恋愛ブログ

世にも不思議な物語。
出会いの数だけドラマがある。
一日一話愛の短編物語。
〜ショートストーリー〜

6.深い河

2007年12月21日 | 語る恋
 ピーポー。ピーポー。頭の中で救急車のサイレンが鳴り響いている。信号機が赤でもお構い無しに夜の街を走っているようだ。
 田川義三は工事現場で働いていた。
 若い兄ちゃんがアルバイトで入って来て、一緒に飯を食べている時「おめぇ彼女でもいるんか。」と聞いた時からの記憶が無かった。
 それから、なぜか河の辺に来ていた。
 河の砦の所には大きな古い看板が立っていて、掟が書いてある。
 「今から流れて来る舟に乗り込み、3つの掟をクリアーしなければならない。
 *何があっても振り返ってはならない。
 *けして名前を呼んだらいけない。
 *舟から落ちてはいけない。以上。」それを見ていると、目の前が薄っすらと白い霧が周りを包んだ。
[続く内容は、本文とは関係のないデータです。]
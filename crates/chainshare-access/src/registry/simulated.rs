//! In-process registry contract
//!
//! Mirrors the deployed contract's observable behaviour: single owner set at
//! registration, owner-only writes, idempotent set membership, and a
//! per-file whitelist-mode flag. Faults and read lag can be injected to
//! reproduce RPC outages and eventual-consistency windows.

use std::collections::{HashMap, HashSet, VecDeque};

use async_trait::async_trait;
use parking_lot::Mutex;

use super::{ContractCall, ContractQuery, ContractTransport, QueryOutput, TransportError, TxReceipt};
use crate::address::Address;
use crate::content::ContentId;

/// Read method selector, used to inject per-method faults
#[derive(Clone, Copy, Debug, PartialEq, Eq, Hash)]
pub enum QueryKind {
    FileOwner,
    HasAccess,
    AuthorizedUsers,
    BlacklistedUsers,
    WhitelistedUsers,
    WhitelistMode,
}

#[derive(Clone, Debug, Default)]
struct FileAcl {
    owner: Address,
    /// Insertion order is preserved, as the contract's array is
    authorized: Vec<Address>,
    blacklist: Vec<Address>,
    whitelist: Vec<Address>,
    whitelist_mode: bool,
}

#[derive(Clone, Debug, Default)]
struct ContractState {
    files: HashMap<ContentId, FileAcl>,
}

impl ContractState {
    fn check(&self, call: &ContractCall, from: &Address) -> Result<(), TransportError> {
        if let ContractCall::RegisterFile { file } = call {
            if self.files.contains_key(file) {
                return Err(TransportError::Reverted("File already registered".into()));
            }
            return Ok(());
        }

        match self.files.get(call.file()) {
            None => Err(TransportError::Reverted("File not registered".into())),
            Some(acl) if acl.owner != *from => {
                Err(TransportError::Reverted("Only file owner".into()))
            }
            Some(_) => Ok(()),
        }
    }

    fn apply(&mut self, call: &ContractCall, from: &Address) {
        if let ContractCall::RegisterFile { file } = call {
            self.files.insert(
                file.clone(),
                FileAcl {
                    owner: *from,
                    ..Default::default()
                },
            );
            return;
        }

        let Some(acl) = self.files.get_mut(call.file()) else {
            return;
        };
        match call {
            ContractCall::RegisterFile { .. } => {}
            ContractCall::GrantAccess { user, .. } => insert_unique(&mut acl.authorized, *user),
            ContractCall::RevokeAccess { user, .. } => acl.authorized.retain(|a| a != user),
            ContractCall::AddToBlacklist { user, .. } => insert_unique(&mut acl.blacklist, *user),
            ContractCall::RemoveFromBlacklist { user, .. } => acl.blacklist.retain(|a| a != user),
            ContractCall::AddToWhitelist { user, .. } => insert_unique(&mut acl.whitelist, *user),
            ContractCall::RemoveFromWhitelist { user, .. } => acl.whitelist.retain(|a| a != user),
            ContractCall::ToggleWhitelistMode { .. } => acl.whitelist_mode = !acl.whitelist_mode,
        }
    }

    fn query(&self, query: &ContractQuery) -> QueryOutput {
        match query {
            ContractQuery::FileOwner { file } => QueryOutput::Address(
                self.files.get(file).map(|acl| acl.owner).unwrap_or(Address::ZERO),
            ),
            ContractQuery::HasAccess { file, user } => {
                let allowed = self.files.get(file).is_some_and(|acl| {
                    if acl.owner == *user {
                        return true;
                    }
                    if acl.blacklist.contains(user) {
                        return false;
                    }
                    if acl.whitelist_mode {
                        acl.whitelist.contains(user)
                    } else {
                        acl.authorized.contains(user)
                    }
                });
                QueryOutput::Bool(allowed)
            }
            ContractQuery::AuthorizedUsers { file } => {
                QueryOutput::Addresses(self.list(file, |acl| &acl.authorized))
            }
            ContractQuery::BlacklistedUsers { file } => {
                QueryOutput::Addresses(self.list(file, |acl| &acl.blacklist))
            }
            ContractQuery::WhitelistedUsers { file } => {
                QueryOutput::Addresses(self.list(file, |acl| &acl.whitelist))
            }
            ContractQuery::WhitelistMode { file } => {
                QueryOutput::Bool(self.files.get(file).is_some_and(|acl| acl.whitelist_mode))
            }
        }
    }

    fn list(&self, file: &ContentId, pick: impl Fn(&FileAcl) -> &Vec<Address>) -> Vec<Address> {
        self.files.get(file).map(|acl| pick(acl).clone()).unwrap_or_default()
    }
}

fn insert_unique(list: &mut Vec<Address>, user: Address) {
    if !list.contains(&user) {
        list.push(user);
    }
}

fn gas_cost(call: &ContractCall) -> u64 {
    match call {
        ContractCall::RegisterFile { .. } => 92_000,
        ContractCall::GrantAccess { .. } => 54_000,
        ContractCall::AddToBlacklist { .. } | ContractCall::AddToWhitelist { .. } => 51_000,
        ContractCall::RevokeAccess { .. }
        | ContractCall::RemoveFromBlacklist { .. }
        | ContractCall::RemoveFromWhitelist { .. } => 31_000,
        ContractCall::ToggleWhitelistMode { .. } => 28_500,
    }
}

#[derive(Default)]
struct Inner {
    /// State every write is validated against
    head: ContractState,
    /// State reads observe; trails `head` by `lagging.len()` transactions
    visible: ContractState,
    lagging: VecDeque<(ContractCall, Address)>,
    read_lag: usize,
    nonce: u64,
    block: u64,
    offline: bool,
    no_signer: bool,
    failing: HashSet<QueryKind>,
}

impl Inner {
    fn settle(&mut self) {
        while self.lagging.len() > self.read_lag {
            if let Some((call, from)) = self.lagging.pop_front() {
                self.visible.apply(&call, &from);
            }
        }
    }
}

/// In-process registry contract
#[derive(Default)]
pub struct SimulatedContract {
    inner: Mutex<Inner>,
}

impl SimulatedContract {
    pub fn new() -> Self {
        Self::default()
    }

    /// Make every RPC fail as if the node were unreachable
    pub fn set_offline(&self, offline: bool) {
        self.inner.lock().offline = offline;
    }

    /// Make writes fail as if no wallet were connected
    pub fn set_signer_available(&self, available: bool) {
        self.inner.lock().no_signer = !available;
    }

    /// Make one read method fail until faults are cleared
    pub fn fail_query(&self, kind: QueryKind) {
        self.inner.lock().failing.insert(kind);
    }

    pub fn clear_faults(&self) {
        let mut inner = self.inner.lock();
        inner.offline = false;
        inner.no_signer = false;
        inner.failing.clear();
    }

    /// Delay visibility of writes to reads by `transactions` transactions
    pub fn set_read_lag(&self, transactions: usize) {
        let mut inner = self.inner.lock();
        inner.read_lag = transactions;
        inner.settle();
    }

    /// Make every mined write visible to reads
    pub fn sync(&self) {
        let mut inner = self.inner.lock();
        let lag = inner.read_lag;
        inner.read_lag = 0;
        inner.settle();
        inner.read_lag = lag;
    }

    /// Number of registered files (as of the latest write)
    pub fn file_count(&self) -> usize {
        self.inner.lock().head.files.len()
    }

    /// Latest mined block
    pub fn block_number(&self) -> u64 {
        self.inner.lock().block
    }
}

#[async_trait]
impl ContractTransport for SimulatedContract {
    async fn call(&self, query: &ContractQuery) -> Result<QueryOutput, TransportError> {
        let inner = self.inner.lock();
        if inner.offline {
            return Err(TransportError::Unreachable("connection refused".into()));
        }
        if inner.failing.contains(&query.kind()) {
            return Err(TransportError::Rpc(format!("{:?} call failed", query.kind())));
        }
        Ok(inner.visible.query(query))
    }

    async fn estimate_gas(
        &self,
        call: &ContractCall,
        from: &Address,
    ) -> Result<u64, TransportError> {
        let inner = self.inner.lock();
        if inner.offline {
            return Err(TransportError::Unreachable("connection refused".into()));
        }
        if inner.no_signer {
            return Err(TransportError::NoSigner);
        }
        inner.head.check(call, from)?;
        Ok(gas_cost(call))
    }

    async fn send_transaction(
        &self,
        call: &ContractCall,
        from: &Address,
        gas_limit: u64,
    ) -> Result<TxReceipt, TransportError> {
        let mut inner = self.inner.lock();
        if inner.offline {
            return Err(TransportError::Unreachable("connection refused".into()));
        }
        if inner.no_signer {
            return Err(TransportError::NoSigner);
        }
        inner.head.check(call, from)?;

        let cost = gas_cost(call);
        if gas_limit < cost {
            return Err(TransportError::Reverted("out of gas".into()));
        }

        inner.head.apply(call, from);
        inner.lagging.push_back((call.clone(), *from));
        inner.settle();

        inner.nonce += 1;
        inner.block += 1;

        let mut hasher = blake3::Hasher::new();
        hasher.update(from.as_bytes());
        hasher.update(call.method().as_bytes());
        hasher.update(call.file().as_str().as_bytes());
        hasher.update(&inner.nonce.to_le_bytes());

        Ok(TxReceipt {
            tx_hash: format!("0x{}", hasher.finalize().to_hex()),
            block_number: inner.block,
            gas_used: cost,
        })
    }
}
use axum::{
    Json,
    http::StatusCode,
    response::{IntoResponse, Response},
};
use chainshare_access::AccessError;
use serde_json::json;
use thiserror::Error;

#[derive(Error, Debug)]
pub enum ServerError {
    #[error("Unauthorized: {0}")]
    Unauthorized(String),

    #[error("Not found: {0}")]
    NotFound(String),

    #[error("Conflict: {0}")]
    Conflict(String),

    #[error("Bad request: {0}")]
    BadRequest(String),

    #[error("Not implemented: {0}")]
    NotImplemented(String),

    #[error("Service unavailable: {0}")]
    Unavailable(String),

    #[error("Timed out: {0}")]
    Timeout(String),

    #[error("Internal error: {0}")]
    Internal(String),
}

impl From<AccessError> for ServerError {
    fn from(e: AccessError) -> Self {
        let msg = e.to_string();
        match e {
            AccessError::Reverted(_) | AccessError::AlreadyRegistered(_) => {
                ServerError::Conflict(msg)
            }
            AccessError::RegistryUnavailable(_)
            | AccessError::EstimationFailed(_)
            | AccessError::Connection(_) => ServerError::Unavailable(msg),
            AccessError::SubmissionTimedOut => ServerError::Timeout(msg),
            AccessError::NotSupported(_) => ServerError::NotImplemented(msg),
            AccessError::FileNotFound(_) => ServerError::NotFound(msg),
            AccessError::InvalidIdentity(_) | AccessError::InvalidContentId(_) => {
                ServerError::BadRequest(msg)
            }
            _ => ServerError::Internal(msg),
        }
    }
}

impl IntoResponse for ServerError {
    fn into_response(self) -> Response {
        let (status, message) = match &self {
            ServerError::Unauthorized(msg) => (StatusCode::UNAUTHORIZED, msg.clone()),
            ServerError::NotFound(msg) => (StatusCode::NOT_FOUND, msg.clone()),
            ServerError::Conflict(msg) => (StatusCode::CONFLICT, msg.clone()),
            ServerError::BadRequest(msg) => (StatusCode::BAD_REQUEST, msg.clone()),
            ServerError::NotImplemented(msg) => (StatusCode::NOT_IMPLEMENTED, msg.clone()),
            ServerError::Unavailable(msg) => {
                tracing::warn!("Registry unavailable: {}", msg);
                (StatusCode::SERVICE_UNAVAILABLE, msg.clone())
            }
            ServerError::Timeout(msg) => (StatusCode::GATEWAY_TIMEOUT, msg.clone()),
            ServerError::Internal(msg) => {
                tracing::error!("Internal error: {}", msg);
                (
                    StatusCode::INTERNAL_SERVER_ERROR,
                    "Internal server error".into(),
                )
            }
        };

        (status, Json(json!({ "error": message }))).into_response()
    }
}

pub type ServerResult<T> = Result<T, ServerError>;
 それから誰も乗っていない小さな舟が流れてきた。義三は看板の文字の通り、舟に乗り込み、三つの掟が何の事なのか分からないまま、仕方なく従う事にした。
 穏やかな河の流れを進んでいくと、第一の河という看板が見え、霧があっという間に消えると、美しい緑の樹木が周りを包んだ。
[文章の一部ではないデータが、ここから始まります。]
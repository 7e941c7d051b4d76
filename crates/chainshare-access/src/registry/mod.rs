//! On-chain registry access
//!
//! [`ContractTransport`] is the narrow RPC seam to the deployed contract;
//! [`RegistryClient`] wraps it with typed operations, the two-phase write
//! protocol, and error normalisation. [`SimulatedContract`] is an in-process
//! transport with the contract's semantics for tests and local runs.

mod client;
mod simulated;

use async_trait::async_trait;
use serde::{Deserialize, Serialize};
use thiserror::Error;

use crate::address::Address;
use crate::content::ContentId;

pub use client::{GAS_MARGIN_PERCENT, RegistrationReceipt, RegistryClient, with_gas_margin};
pub use simulated::{QueryKind, SimulatedContract};

/// State-changing contract methods
#[derive(Clone, Debug, PartialEq, Eq, Hash)]
pub enum ContractCall {
    RegisterFile { file: ContentId },
    GrantAccess { file: ContentId, user: Address },
    RevokeAccess { file: ContentId, user: Address },
    AddToBlacklist { file: ContentId, user: Address },
    RemoveFromBlacklist { file: ContentId, user: Address },
    AddToWhitelist { file: ContentId, user: Address },
    RemoveFromWhitelist { file: ContentId, user: Address },
    ToggleWhitelistMode { file: ContentId },
}

impl ContractCall {
    pub fn file(&self) -> &ContentId {
        match self {
            ContractCall::RegisterFile { file }
            | ContractCall::GrantAccess { file, .. }
            | ContractCall::RevokeAccess { file, .. }
            | ContractCall::AddToBlacklist { file, .. }
            | ContractCall::RemoveFromBlacklist { file, .. }
            | ContractCall::AddToWhitelist { file, .. }
            | ContractCall::RemoveFromWhitelist { file, .. }
            | ContractCall::ToggleWhitelistMode { file } => file,
        }
    }

    /// Contract method name, for logs
    pub fn method(&self) -> &'static str {
        match self {
            ContractCall::RegisterFile { .. } => "uploadFile",
            ContractCall::GrantAccess { .. } => "grantAccess",
            ContractCall::RevokeAccess { .. } => "revokeAccess",
            ContractCall::AddToBlacklist { .. } => "addToBlacklist",
            ContractCall::RemoveFromBlacklist { .. } => "removeFromBlacklist",
            ContractCall::AddToWhitelist { .. } => "addToWhitelist",
            ContractCall::RemoveFromWhitelist { .. } => "removeFromWhitelist",
            ContractCall::ToggleWhitelistMode { .. } => "toggleWhitelistMode",
        }
    }
}

/// Read-only contract methods
#[derive(Clone, Debug, PartialEq, Eq, Hash)]
pub enum ContractQuery {
    FileOwner { file: ContentId },
    HasAccess { file: ContentId, user: Address },
    AuthorizedUsers { file: ContentId },
    BlacklistedUsers { file: ContentId },
    WhitelistedUsers { file: ContentId },
    WhitelistMode { file: ContentId },
}

impl ContractQuery {
    pub fn kind(&self) -> QueryKind {
        match self {
            ContractQuery::FileOwner { .. } => QueryKind::FileOwner,
            ContractQuery::HasAccess { .. } => QueryKind::HasAccess,
            ContractQuery::AuthorizedUsers { .. } => QueryKind::AuthorizedUsers,
            ContractQuery::BlacklistedUsers { .. } => QueryKind::BlacklistedUsers,
            ContractQuery::WhitelistedUsers { .. } => QueryKind::WhitelistedUsers,
            ContractQuery::WhitelistMode { .. } => QueryKind::WhitelistMode,
        }
    }
}

/// Decoded return value of a read call
#[derive(Clone, Debug, PartialEq, Eq)]
pub enum QueryOutput {
    Address(Address),
    Bool(bool),
    Addresses(Vec<Address>),
}

/// Result of a mined transaction
#[derive(Clone, Debug, PartialEq, Eq, Serialize, Deserialize)]
pub struct TxReceipt {
    pub tx_hash: String,
    pub block_number: u64,
    pub gas_used: u64,
}

#[derive(Debug, Clone, Error, PartialEq, Eq)]
pub enum TransportError {
    #[error("no signer available")]
    NoSigner,

    /// The node could not be reached at all
    #[error("node unreachable: {0}")]
    Unreachable(String),

    #[error("rpc error: {0}")]
    Rpc(String),

    #[error("execution reverted: {0}")]
    Reverted(String),

    #[error("timed out waiting for transaction")]
    Timeout,

    #[error("malformed response: {0}")]
    Malformed(String),
}

/// RPC seam to the registry contract
#[async_trait]
pub trait ContractTransport: Send + Sync {
    /// Execute a read call
    async fn call(&self, query: &ContractQuery) -> Result<QueryOutput, TransportError>;

    /// Estimate the gas a write would consume if sent by `from`
    async fn estimate_gas(&self, call: &ContractCall, from: &Address)
    -> Result<u64, TransportError>;

    /// Submit a write and wait for its receipt
    async fn send_transaction(
        &self,
        call: &ContractCall,
        from: &Address,
        gas_limit: u64,
    ) -> Result<TxReceipt, TransportError>;
}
 遠くから小鳥もさえずり、鹿やキリン、像が目の前を通っている。
 まるでお伽の国に来ているようだ。
 後ろの方から「義三」と声がした。それは、遠い昔に聞いた母親の声だった。
 子供の頃病気をした時に、おんぶして病院を一軒一軒尋ねてくれた事を思い出して、涙が溢れた。
 「かぁちゃん。」懐かしい気持ちで胸がいっぱいになり、振り返りそうになったが、看板に書いてあった事を思い出した。
 どんな事があっても振り返ってはならない。
 段々と声が近づいて来たが、けして振り返りはしなかった。額と手にじっとりと変な汗が出ていた。
 次に聞こえて来たのは、昔現場で一緒だった同僚の声だ。
 「オメェもついに来たか。オラと一緒に酒を飲もう。女なんていくらでもいるさ。」誰も乗ってないハズの舟に後ろで叫んでいる。音楽が流れて来て、女の声もする。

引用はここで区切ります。